By Sarah Perry
Custom House/William Morrow
The feeling you are not alone, a glimpse of a dark-robed figure just out of the corner of your eye, feelings of sorrow, loneliness and guilt -- Sarah Perry takes these elements and the fable of Melmoth the Wanderer to create a remarkably harrowing tale. And, just as her prior novel, The Essex Serpent, was about more than the possible sighting of a sea monster, so this novel is more than a ghost story.
Helen Franklin is a quiet, drab woman who has purposefully tried to not draw attention to herself or experience a moment of joy. A colleague, once calm himself, is distraught as he is drawn into a study of a creature just out of sight. Melmoth is not a name Helen has ever heard before, but it is one that will continue to haunt her once her colleague goes missing after giving her some of the historical documents he has been reading.
According to Perry's version of the legend, Melmoth was one of the women who witnessed empty tomb of Jesus but denied seeing him risen. So she is condemned to roam the earth alone, always watching, and seeking a salvation that doesn't exist in an increasingly wicked world.
The stories of people who claim to have been lured into Melmoth's orbit, interspersed with Helen's journey, are harrowing in that creepy, middle-of-the-night sense. Those who finally see Melmoth, after believing there is an unknown destiny to their journey, and who turn down the chance to spend eternity with her spend the rest of their lives trying to find her again. It's a curse that slowly begins to overtake Helen as well. Is there something following her? Or is that just a shadow?

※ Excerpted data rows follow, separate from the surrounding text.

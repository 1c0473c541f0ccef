//! merge::catalog
//!
//! Enumerates the union of ref names across all fetched sources and
//! resolves per-source tips.
//!
//! # Ordering
//!
//! Names are deduped per kind and kept in first-seen order across configs
//! in their input order, so runs over the same inputs always process refs
//! in the same sequence. Branches are listed before tags.

use crate::core::config::{ConfigSet, SubtreeConfig};
use crate::core::types::{Oid, RefKind};
use crate::git::{Git, GitError};

/// The union of branch and tag names across all sources.
#[derive(Debug)]
pub struct RefCatalog {
    branches: Vec<String>,
    tags: Vec<String>,
}

impl RefCatalog {
    /// Enumerate every branch and tag name any source has.
    pub fn enumerate(git: &Git, configs: &ConfigSet) -> Result<Self, GitError> {
        Ok(Self {
            branches: union_of(git, configs, RefKind::Branch)?,
            tags: union_of(git, configs, RefKind::Tag)?,
        })
    }

    /// Branch names, first-seen order.
    pub fn branches(&self) -> &[String] {
        &self.branches
    }

    /// Tag names, first-seen order.
    pub fn tags(&self) -> &[String] {
        &self.tags
    }

    /// All refs in processing order: every branch, then every tag.
    pub fn refs(&self) -> impl Iterator<Item = (RefKind, &str)> {
        self.branches
            .iter()
            .map(|name| (RefKind::Branch, name.as_str()))
            .chain(self.tags.iter().map(|name| (RefKind::Tag, name.as_str())))
    }

    /// Resolve one source's tip commit for a ref, or `None` if the source
    /// lacks it.
    pub fn tip(
        git: &Git,
        config: &SubtreeConfig,
        kind: RefKind,
        name: &str,
    ) -> Result<Option<Oid>, GitError> {
        git.source_tip(config, kind, name)
    }
}

fn union_of(git: &Git, configs: &ConfigSet, kind: RefKind) -> Result<Vec<String>, GitError> {
    let mut names: Vec<String> = Vec::new();
    for config in configs {
        for name in git.source_ref_names(config, kind)? {
            if !names.contains(&name) {
                names.push(name);
            }
        }
    }
    Ok(names)
}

Perry displays a grand ability to conjure up the atmosphere of possibly being followed. Early on, Helen gets ready for sleep in her spare, sparse little room:
Is she uneasy now? A little -- a little: the flesh on her forearms grows chill, the hairs there lift, there is a slight dropping sensation in the cavity of her chest, as if her heart has paused before a hasty beat. It is as if she feels a pair of eyes fixed on her, unblinking, calculating; she turns, and there is only the dressing gown on the hook, the satchel on the bed. Karel's disease is infectious, it seems: she recalls, with a quickening of the heart, herself as a child, as a teenager, certain that she was in some way marked out -- feeling, as the young so often do, that she could not possibly be as ordinary as she seemed. (There is something else, also, swiftly suppressed: the memory of a cold gaze passing at the nape of her neck, when she did what she ought not to have done.)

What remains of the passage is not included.